Art Of The American West Comes To The Tacoma Art Museum
Images of the American West line the walls of a brand new addition to the Tacoma Art Museum. The collection, a gift from a German family with ties to the Northwest, is a once-in-a-lifetime acquisition that is raising the museum’s profile.
'The Biggest Donation Of Artwork' In Museum History
The transformation of the Tacoma Art Museum over the last two years began with a phone call between the museum’s director and the lawyer for Erivan and Helga Haub. The museum was looking for a donation to help with the redesign of its lobby. But Laura Fry with the museum says the Haubs, through their lawyer, made an incredible and unexpected offer.
“He said, 'Well, would you be interested in their collection of Western American art?'” Fry said.
That conversation resulted in the new 16,000-square foot addition designed by Tom Kundig. It houses four galleries that contain what is now one of the top collections of Western American art in the world. The collection boasts 295 paintings and bronze sculptures, 130 are currently on view.
The Haubs also gave money for the construction of the new wing and set up endowments for 10 new positions, including Fry’s, who is the collection’s curator.
“This is the biggest donation of artwork in the Tacoma Art Museum’s history," said Fry. “In 79 years of operating, this is our single biggest gift. So this really does transform the institution.”
Who Are The Haubs?
By this point, you're probably wondering: Who are the Haubs?
“Erivan and Helga Haub are from Germany. They also have a home here in Tacoma and a ranch in Wyoming,” said Fry.
The Haubs made billions in the grocery store business. They came to the U.S. after World War II and honeymooned near Tacoma. Because the medical care was better here than in Germany at the time, all three of their children were born at Tacoma General Hospital.
In a video produced by the museum, ErivanHaub says his dream of seeing the American West started when he was young and read books by Karl May. The stories glorified the plains Indians of the American West. They were as popular in Germany at the time as the Harry Potter series is today.
“The story of the west I had learned long before I ever came to the west through Karl May, who was a famous German author that made me hungry to get to see this and to get to experience it myself. So we made it to America and never regretted one moment of it,” Erivan said.
'We Only Collected What We Liked'
Cinematic images of the American West dominate the Haub collection. Wide open plains, blue skies hanging over mountains and rivers and Native Americans in formal dress.
Fry points to a painting, two feet tall and three feet wide, of a buffalo grazing on the wide prairie. As real and detailed as a photograph, the image by Nancy Glaizer is called Birds of a Feather. This is the first piece the Haubs bought in 1983. It’s the painting that started the collection.
“It shows a group of bison in Yellowstone park," said Fry." Here you have this proud bison bull. He’s rendered in this photographic detail. But you have little birds resting on his back. It shows how he’s part of the whole ecosystem even though he’s this giant bull. These little tiny birds are still benefiting from his presence. It’s showing the whole cycle in Yellowstone.”
The Haubs, who are now in their 80s, both lived through WWII and avoided artworks with images of violence. Helga Haub says the couple never started off with a master plan for their art.
“We did not collect with vision of ever giving it to a museum. We only collected what we liked,” she said.
'Greater Ability To Borrow From Other Institutions'
As artworks filled up the walls and shelves in their homes they started purchasing with more guidance from professional galleries. Some of the standout works include Gilbert Stuart’s portrait of George Washington. This is the image printed on the dollar bill. It’s from 1791 and is the oldest piece in the collection.
There is also Piñions with Cedar, the museum’s first painting by Georgia O'Keeffe. Fry says the painting of a bare-leafed tree in the desert can be used as a bargaining chip.

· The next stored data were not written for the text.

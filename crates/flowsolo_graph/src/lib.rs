// SPDX-License-Identifier: MIT OR Apache-2.0
//! Flow graph runtime for `FlowSolo`.
//!
//! This crate provides the execution model behind scripted flows:
//! - Typed pins and validated connections
//! - Node lifecycles (`Inactive` → `Activating` → `Active` → `Deactivating`)
//! - Breadth-first signal propagation grouped into trigger epochs
//! - Cycle detection and epoch cancellation
//! - Save/restore of runtime state
//!
//! ## Architecture
//!
//! A [`Graph`] is plain data: nodes, pins and connections, loadable from RON.
//! Node semantics live in [`NodeBehavior`] implementations registered in a
//! [`BehaviorRegistry`] by type ID. The [`Engine`] pairs the two; it holds no
//! per-graph state, so one engine drives any number of graph instances.

pub mod behavior;
pub mod connection;
pub mod engine;
pub mod epoch;
pub mod graph;
pub mod node;
pub mod pin;
pub mod snapshot;

pub use behavior::{
    Activation, BehaviorRegistry, FlowEvent, FnBehavior, NodeBehavior, NodeContext, Signal,
};
pub use connection::{Connection, ConnectionId};
pub use engine::{
    Engine, EngineConfig, EngineError, EpochHandle, PropagationReport, RuntimeIssue,
    SignalRecord, TriggerTarget,
};
pub use epoch::{EpochId, EpochStatus};
pub use graph::{Graph, GraphError, GraphKind};
pub use node::{
    ExecutionError, Node, NodeCategory, NodeDescriptor, NodeId, NodeState, PropertyMap,
};
pub use pin::{Pin, PinDirection, PinId, PinType, PinValue};
pub use snapshot::{RestoreReport, RuntimeSnapshot, SnapshotError, SnapshotMismatch};
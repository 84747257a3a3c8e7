// SPDX-License-Identifier: MIT OR Apache-2.0
//! Wait/continue: hold a flow until a condition is met.
//!
//! The node checks its condition on entry and leaves at once when it already
//! holds. Otherwise it stays `Active` and re-checks on every tick and on every
//! fact change. Elapsed time is kept in node memory, so a restored node keeps
//! waiting where it left off.

use crate::fact::{FactStore, FACT_CHANGED};
use flowsolo_graph::{
    Activation, ExecutionError, FlowEvent, NodeBehavior, NodeCategory, NodeContext,
    NodeDescriptor, Pin, PinValue,
};
use std::sync::Arc;
use std::time::Duration;

const ELAPSED: &str = "elapsed";

/// What a condition can look at
pub struct ConditionContext<'a> {
    /// Time spent waiting so far
    pub elapsed: Duration,
    /// World facts
    pub facts: &'a dyn FactStore,
}

/// A condition a waiting node polls
pub trait Condition: Send + Sync {
    /// Whether the wait is over
    fn is_fulfilled(&self, ctx: &ConditionContext<'_>) -> bool;

    /// Human-readable description for logs
    fn friendly_name(&self) -> String;
}

/// Fulfilled once enough time has passed
#[derive(Debug, Clone, Copy, PartialEq)]
pub struct TimeCondition {
    /// Delay in seconds
    pub seconds: f64,
}

impl Condition for TimeCondition {
    fn is_fulfilled(&self, ctx: &ConditionContext<'_>) -> bool {
        ctx.elapsed.as_secs_f64() >= self.seconds
    }

    fn friendly_name(&self) -> String {
        format!("Time Delay: {:.2} seconds", self.seconds)
    }
}

/// Fulfilled once a fact reaches a value
#[derive(Debug, Clone, PartialEq, Eq)]
pub struct FactCondition {
    /// Fact name
    pub fact: String,
    /// Minimum value
    pub at_least: i64,
}

impl Condition for FactCondition {
    fn is_fulfilled(&self, ctx: &ConditionContext<'_>) -> bool {
        ctx.facts.get(&self.fact) >= self.at_least
    }

    fn friendly_name(&self) -> String {
        format!("Fact `{}` >= {}", self.fact, self.at_least)
    }
}

/// `fact.wait`: continue when a time or fact condition holds
pub struct WaitContinue {
    facts: Arc<dyn FactStore>,
}

impl WaitContinue {
    /// Create the behavior over a fact store
    pub fn new(facts: Arc<dyn FactStore>) -> Self {
        Self { facts }
    }

    /// Build the node's condition from its properties
    fn condition(ctx: &NodeContext<'_>) -> Result<Box<dyn Condition>, ExecutionError> {
        match ctx.require_str("condition")? {
            "time" => {
                let seconds = ctx.float_or("seconds", 1.0);
                if !seconds.is_finite() || seconds < 0.0 {
                    return Err(ExecutionError::InvalidProperty {
                        name: "seconds".into(),
                        reason: format!("delay must be a non-negative number, got {seconds}"),
                    });
                }
                Ok(Box::new(TimeCondition { seconds }))
            }
            "fact" => Ok(Box::new(FactCondition {
                fact: ctx.require_str("fact")?.to_string(),
                at_least: ctx.require_int("at_least")?,
            })),
            other => Err(ExecutionError::InvalidProperty {
                name: "condition".into(),
                reason: format!("expected `time` or `fact`, got `{other}`"),
            }),
        }
    }

    fn elapsed(ctx: &NodeContext<'_>) -> Duration {
        let seconds = ctx.recall(ELAPSED).and_then(PinValue::as_float).unwrap_or(0.0);
        Duration::from_secs_f64(seconds.max(0.0))
    }

    fn check(&self, ctx: &mut NodeContext<'_>) -> Result<Option<Activation>, ExecutionError> {
        let condition = Self::condition(ctx)?;
        let fulfilled = condition.is_fulfilled(&ConditionContext {
            elapsed: Self::elapsed(ctx),
            facts: self.facts.as_ref(),
        });
        if !fulfilled {
            return Ok(None);
        }
        tracing::debug!(node = %ctx.node_name, condition = %condition.friendly_name(), "wait fulfilled");
        ctx.forget(ELAPSED);
        Ok(Some(Activation::leave("Out")))
    }
}

impl NodeBehavior for WaitContinue {
    fn descriptor(&self) -> NodeDescriptor {
        NodeDescriptor::new("fact.wait", "Wait Continue", NodeCategory::Fact)
            .describe("Hold the flow until a time delay passes or a fact is reached")
            .input(Pin::exec_in("In").merged())
            .output(Pin::exec_out("Out"))
            .property("condition", "time")
            .property("seconds", 1.0)
            .property("fact", "")
            .property("at_least", 1_i64)
    }

    fn activate(&self, ctx: &mut NodeContext<'_>) -> Result<Activation, ExecutionError> {
        ctx.remember(ELAPSED, 0.0);
        Ok(self.check(ctx)?.unwrap_or_else(Activation::stay))
    }

    fn on_event(
        &self,
        ctx: &mut NodeContext<'_>,
        event: &FlowEvent,
    ) -> Result<Option<Activation>, ExecutionError> {
        if !event.is(FACT_CHANGED) {
            return Ok(None);
        }
        self.check(ctx)
    }

    fn tick(
        &self,
        ctx: &mut NodeContext<'_>,
        delta: Duration,
    ) -> Result<Option<Activation>, ExecutionError> {
        let elapsed = Self::elapsed(ctx) + delta;
        ctx.remember(ELAPSED, elapsed.as_secs_f64());
        self.check(ctx)
    }

    fn cleanup(&self, ctx: &mut NodeContext<'_>) {
        ctx.forget(ELAPSED);
    }
}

“It will give us a greater ability to borrow from other institutions to bring really wonderful works here," Fry said.
Images and sculptures depicting Native Americans from the Northwest are absent from the collection. To bring the Native American perspective into the fold, the museum is asking prominent native artists to comment on specific pieces in the collection. Their honest, and sometimes critical, reflections are part of the exhibit.

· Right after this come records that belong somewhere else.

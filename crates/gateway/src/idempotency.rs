//! Delivery dedup extension point
//!
//! Shopify redelivers webhooks after missed acknowledgments, and the same
//! delivery id synchronized twice produces duplicate CRM records. Whether to
//! dedup is a deployment decision, so the check is an injection point rather
//! than a hardcoded behavior. The wired default is [`NoopTracker`], which
//! keeps the historical duplicate-producing behavior.
//!
//! The gateway only consults the tracker for topics it would synchronize,
//! and only marks a delivery after its synchronization succeeded. A delivery
//! whose sync failed is never marked, so its redelivery gets another
//! attempt.

use std::collections::HashSet;
use std::sync::Mutex;

/// Tracks which webhook delivery ids have completed synchronization
pub trait DeliveryTracker: Send + Sync {
    /// Has this delivery id already completed a successful synchronization?
    /// Checking does not record anything.
    fn seen_before(&self, delivery_id: &str) -> bool;

    /// Record that this delivery id completed a successful synchronization
    fn mark_seen(&self, delivery_id: &str);
}

/// No dedup: every delivery is treated as new
#[derive(Debug, Default)]
pub struct NoopTracker;

impl DeliveryTracker for NoopTracker {
    fn seen_before(&self, _delivery_id: &str) -> bool {
        false
    }

    fn mark_seen(&self, _delivery_id: &str) {}
}

/// Process-local dedup over a set of seen delivery ids. Resets on restart;
/// good enough to absorb short-window redeliveries.
#[derive(Debug, Default)]
pub struct InMemoryTracker {
    seen: Mutex<HashSet<String>>,
}

impl InMemoryTracker {
    pub fn new() -> Self {
        Self::default()
    }
}

impl DeliveryTracker for InMemoryTracker {
    fn seen_before(&self, delivery_id: &str) -> bool {
        match self.seen.lock() {
            Ok(seen) => seen.contains(delivery_id),
            // A poisoned set only means another thread panicked mid-insert;
            // treating the delivery as new matches the no-dedup default.
            Err(_) => false,
        }
    }

    fn mark_seen(&self, delivery_id: &str) {
        if let Ok(mut seen) = self.seen.lock() {
            seen.insert(delivery_id.to_string());
        }
    }
}
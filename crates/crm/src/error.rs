//! Error types for the vTiger integration

use thiserror::Error;

/// Challenge/response login failure. Rejections carry the CRM's own error
/// payload so the audit trail can show what the server actually said.
#[derive(Debug, Error)]
pub enum AuthError {
    #[error("challenge request rejected by CRM: {0}")]
    ChallengeRejected(String),

    #[error("login rejected by CRM: {0}")]
    LoginRejected(String),

    #[error("challenge response missing token")]
    MissingToken,

    #[error("login response missing session name")]
    MissingSession,

    #[error("transport error during {stage}: {source}")]
    Transport {
        stage: &'static str,
        #[source]
        source: reqwest::Error,
    },
}

/// Entity synchronization failure. The two create steps are sequential and
/// non-transactional: an order rejection after a successful contact create
/// names the orphaned contact so an operator can reconcile it.
#[derive(Debug, Error)]
pub enum SyncError {
    #[error("order payload unusable for synchronization: {0}")]
    InvalidPayload(String),

    #[error("contact create rejected by CRM: {0}")]
    ContactRejected(String),

    #[error("sales order create rejected by CRM (contact {contact_id} already created): {response}")]
    OrderRejected {
        contact_id: String,
        response: String,
    },

    #[error("create response for {element_type} missing record id")]
    MissingId { element_type: &'static str },

    #[error("transport error during {stage}: {source}")]
    Transport {
        stage: &'static str,
        #[source]
        source: reqwest::Error,
    },
}

impl SyncError {
    /// Id of the contact that was created before the failure, if any
    pub fn created_contact_id(&self) -> Option<&str> {
        match self {
            SyncError::OrderRejected { contact_id, .. } => Some(contact_id),
            _ => None,
        }
    }
}
//! Gateway configuration
//!
//! Read once from the environment at startup and injected into components;
//! business logic never does ambient env lookups. Missing required variables
//! are fatal before the listener binds.

use shopbridge_crm::VtigerConfig;
use thiserror::Error;

#[derive(Debug, Error)]
pub enum ConfigError {
    #[error("required environment variable {0} is not set")]
    MissingVar(&'static str),
}

#[derive(Debug, Clone)]
pub struct Config {
    /// Shared secret Shopify signs webhook bodies with
    pub shopify_api_secret: String,
    pub vtiger: VtigerConfig,
    pub bind_address: String,
    pub audit_log_path: String,
}

fn require(name: &'static str) -> Result<String, ConfigError> {
    std::env::var(name)
        .ok()
        .filter(|v| !v.is_empty())
        .ok_or(ConfigError::MissingVar(name))
}

fn optional(name: &str, default: &str) -> String {
    std::env::var(name)
        .ok()
        .filter(|v| !v.is_empty())
        .unwrap_or_else(|| default.to_string())
}

impl Config {
    pub fn from_env() -> Result<Self, ConfigError> {
        let mut vtiger = VtigerConfig::new(
            require("VTIGER_URL")?,
            require("VTIGER_USERNAME")?,
            require("VTIGER_ACCESS_KEY")?,
        );
        vtiger.assigned_user_id =
            optional("VTIGER_ASSIGNED_USER_ID", &vtiger.assigned_user_id);
        vtiger.currency_id = optional("VTIGER_CURRENCY_ID", &vtiger.currency_id);
        vtiger.product_id = optional("VTIGER_PRODUCT_ID", &vtiger.product_id);

        Ok(Self {
            shopify_api_secret: require("SHOPIFY_API_SECRET")?,
            vtiger,
            bind_address: optional("BIND_ADDRESS", "0.0.0.0:3000"),
            audit_log_path: optional("AUDIT_LOG_PATH", "logs/webhook.log"),
        })
    }
}
// Registrar clippy configuration
#![cfg_attr(test, allow(clippy::unwrap_used))]
#![cfg_attr(test, allow(clippy::expect_used))]

//! Shopbridge webhook registrar
//!
//! One-shot administrative tool that reconciles Shopify webhook
//! subscriptions against the gateway endpoint:
//!
//! - `list`: print the store's current subscriptions
//! - `clear`: delete every existing subscription
//! - `sync` (the default): delete existing subscriptions, then create one
//!   per order topic pointing at `WEBHOOK_ADDRESS`
//!
//! Plain request/response glue over the Shopify admin REST API; no state of
//! its own. The gateway never calls this at runtime.

use anyhow::{bail, Context};
use serde::Deserialize;
use serde_json::json;

use shopbridge_shared::Topic;

#[derive(Debug, Clone, Copy, PartialEq, Eq)]
enum Command {
    List,
    Clear,
    Sync,
}

#[derive(Debug, Deserialize)]
struct WebhookSubscription {
    id: u64,
    topic: String,
    address: String,
}

#[derive(Debug, Deserialize)]
struct WebhookList {
    webhooks: Vec<WebhookSubscription>,
}

struct ShopifyAdmin {
    http: reqwest::Client,
    store_domain: String,
    access_token: String,
    api_version: String,
}

impl ShopifyAdmin {
    fn from_env() -> anyhow::Result<Self> {
        let store_domain = require_env("SHOPIFY_STORE_DOMAIN")?;
        let access_token = require_env("SHOPIFY_ADMIN_ACCESS_TOKEN")?;
        let api_version = std::env::var("SHOPIFY_API_VERSION")
            .ok()
            .filter(|v| !v.is_empty())
            .unwrap_or_else(|| "2025-04".to_string());
        Ok(Self {
            http: reqwest::Client::new(),
            store_domain,
            access_token,
            api_version,
        })
    }

    fn url(&self, path: &str) -> String {
        format!(
            "https://{}/admin/api/{}/{path}",
            self.store_domain, self.api_version
        )
    }

    async fn list_subscriptions(&self) -> anyhow::Result<Vec<WebhookSubscription>> {
        let response = self
            .http
            .get(self.url("webhooks.json"))
            .header("X-Shopify-Access-Token", &self.access_token)
            .send()
            .await
            .context("listing webhook subscriptions")?;
        if !response.status().is_success() {
            bail!(
                "listing webhook subscriptions failed: {} {}",
                response.status(),
                response.text().await.unwrap_or_default()
            );
        }
        let list: WebhookList = response
            .json()
            .await
            .context("decoding webhook subscription list")?;
        Ok(list.webhooks)
    }

    async fn delete_subscription(&self, id: u64) -> anyhow::Result<()> {
        let response = self
            .http
            .delete(self.url(&format!("webhooks/{id}.json")))
            .header("X-Shopify-Access-Token", &self.access_token)
            .send()
            .await
            .with_context(|| format!("deleting webhook subscription {id}"))?;
        if !response.status().is_success() {
            bail!(
                "deleting webhook subscription {id} failed: {} {}",
                response.status(),
                response.text().await.unwrap_or_default()
            );
        }
        tracing::info!(id = id, "webhook subscription deleted");
        Ok(())
    }

    async fn create_subscription(&self, topic: Topic, address: &str) -> anyhow::Result<()> {
        let response = self
            .http
            .post(self.url("webhooks.json"))
            .header("X-Shopify-Access-Token", &self.access_token)
            .json(&json!({
                "webhook": {
                    "topic": topic.as_str(),
                    "address": address,
                    "format": "json",
                }
            }))
            .send()
            .await
            .with_context(|| format!("creating webhook subscription for {topic}"))?;
        if !response.status().is_success() {
            bail!(
                "creating webhook subscription for {topic} failed: {} {}",
                response.status(),
                response.text().await.unwrap_or_default()
            );
        }
        tracing::info!(topic = %topic, address = address, "webhook subscription created");
        Ok(())
    }
}

fn require_env(name: &'static str) -> anyhow::Result<String> {
    std::env::var(name)
        .ok()
        .filter(|v| !v.is_empty())
        .with_context(|| format!("required environment variable {name} is not set"))
}

fn parse_command(arg: Option<&str>) -> anyhow::Result<Command> {
    match arg {
        None | Some("sync") => Ok(Command::Sync),
        Some("list") => Ok(Command::List),
        Some("clear") => Ok(Command::Clear),
        Some(other) => bail!("unknown command: {other} (expected list, clear, or sync)"),
    }
}

#[tokio::main]
async fn main() -> anyhow::Result<()> {
    dotenvy::dotenv().ok();

    tracing_subscriber::fmt()
        .with_env_filter(
            tracing_subscriber::EnvFilter::try_from_default_env()
                .unwrap_or_else(|_| tracing_subscriber::EnvFilter::new("info")),
        )
        .init();

    let args: Vec<String> = std::env::args().collect();
    let command = parse_command(args.get(1).map(String::as_str))?;

    let admin = ShopifyAdmin::from_env()?;

    match command {
        Command::List => {
            let subscriptions = admin.list_subscriptions().await?;
            if subscriptions.is_empty() {
                println!("no webhook subscriptions");
            }
            for sub in subscriptions {
                println!("{}\t{}\t{}", sub.id, sub.topic, sub.address);
            }
        }
        Command::Clear => {
            for sub in admin.list_subscriptions().await? {
                admin.delete_subscription(sub.id).await?;
            }
        }
        Command::Sync => {
            let address = require_env("WEBHOOK_ADDRESS")?;
            // start from a clean slate so stale endpoints never linger
            for sub in admin.list_subscriptions().await? {
                admin.delete_subscription(sub.id).await?;
            }
            for topic in Topic::ALL {
                admin.create_subscription(topic, &address).await?;
            }
            tracing::info!(
                count = Topic::ALL.len(),
                address = %address,
                "webhook subscriptions synchronized"
            );
        }
    }

    Ok(())
}

#[cfg(test)]
mod tests {
    use super::*;

    #[test]
    fn command_defaults_to_sync() {
        assert_eq!(parse_command(None).unwrap(), Command::Sync);
        assert_eq!(parse_command(Some("list")).unwrap(), Command::List);
        assert_eq!(parse_command(Some("clear")).unwrap(), Command::Clear);
        assert!(parse_command(Some("frobnicate")).is_err());
    }

    #[test]
    fn subscription_list_decodes() {
        let list: WebhookList = serde_json::from_str(
            r#"{"webhooks": [
                {"id": 1001, "topic": "orders/create", "address": "https://bridge.example.com/webhook", "format": "json"}
            ]}"#,
        )
        .unwrap();
        assert_eq!(list.webhooks.len(), 1);
        assert_eq!(list.webhooks[0].id, 1001);
        assert_eq!(list.webhooks[0].topic, "orders/create");
    }
}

Marvin Oliver, a Seattle-based premier Native American printmaker and sculptor, is thrilled TAM has this collection, but says many of the paintings aren’t historically accurate. To really know what you are seeing Oliver says you need to read the labels to understand the context in which the pieces were made.

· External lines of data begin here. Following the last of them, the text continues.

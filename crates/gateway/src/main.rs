//! Shopbridge gateway server
//!
//! Binds the webhook endpoint and wires configuration, the audit log, and
//! the vTiger client together.

use std::net::SocketAddr;

use tower_http::trace::TraceLayer;
use tracing_subscriber::{layer::SubscriberExt, util::SubscriberInitExt};

use shopbridge_gateway::{config::Config, routes, state::AppState};
use shopbridge_shared::AuditLog;

#[tokio::main]
async fn main() -> anyhow::Result<()> {
    // Load .env file if present
    dotenvy::dotenv().ok();

    // Initialize tracing
    tracing_subscriber::registry()
        .with(
            tracing_subscriber::EnvFilter::try_from_default_env()
                .unwrap_or_else(|_| "info,shopbridge_gateway=debug".into()),
        )
        .with(tracing_subscriber::fmt::layer())
        .init();

    tracing::info!("Starting shopbridge gateway v{}", env!("CARGO_PKG_VERSION"));

    let config = Config::from_env()?;
    tracing::info!(
        vtiger_url = %config.vtiger.base_url,
        audit_log = %config.audit_log_path,
        "Configuration loaded"
    );

    let audit = AuditLog::to_file(&config.audit_log_path).await?;

    let state = AppState::new(&config, audit);
    let app = routes::create_router(state).layer(TraceLayer::new_for_http());

    let addr: SocketAddr = config.bind_address.parse()?;
    tracing::info!("Listening on {}", addr);

    let listener = tokio::net::TcpListener::bind(addr).await?;
    axum::serve(listener, app).await?;

    Ok(())
}
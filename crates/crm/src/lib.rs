// CRM crate clippy configuration
#![cfg_attr(test, allow(clippy::unwrap_used))]
#![cfg_attr(test, allow(clippy::expect_used))]

//! vTiger CRM integration
//!
//! Client library for the vTiger web-service API (`webservice.php`):
//!
//! - **Session management**: challenge/response login (challenge token →
//!   md5 login key → session name), one fresh session per attempt
//! - **Entity synchronization**: maps a Shopify order event into a Contacts
//!   element and a SalesOrder element, created in that order
//!
//! Every RPC response is an envelope with an explicit `success` flag; any
//! step that comes back without it aborts with the CRM's own error payload
//! attached for diagnostics.

pub mod client;
pub mod error;
pub mod session;
pub mod sync;

// Client
pub use client::{RpcResponse, VtigerClient, VtigerConfig};

// Error
pub use error::{AuthError, SyncError};

// Session
pub use session::CrmSession;

// Sync
pub use sync::SyncOutcome;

“Some people will say, 'Gee, you know this is really glorifying the noble savage and the beautiful maiden,' whatever, you know. But you don’t know what the intention is. it kind of puts it in a stereotypical category. It’s up to the museum to document and identify each and every piece that has the correct labeling. And they’ve done a pretty good job of that,” Oliver said.
Over the years Erivan And Helga Haub have supported other Tacoma institutions. They’ve contributed to the Museum of Glass, the LeMay Car Museum and the University of Washington’s Tacoma campus.
In a Seattle Times article about the Haubs in 1994, Erivan foreshadowed what we see today. He told the reporter, “If I construct anything, there it must be extraordinary, something Tacoma can be proud of.”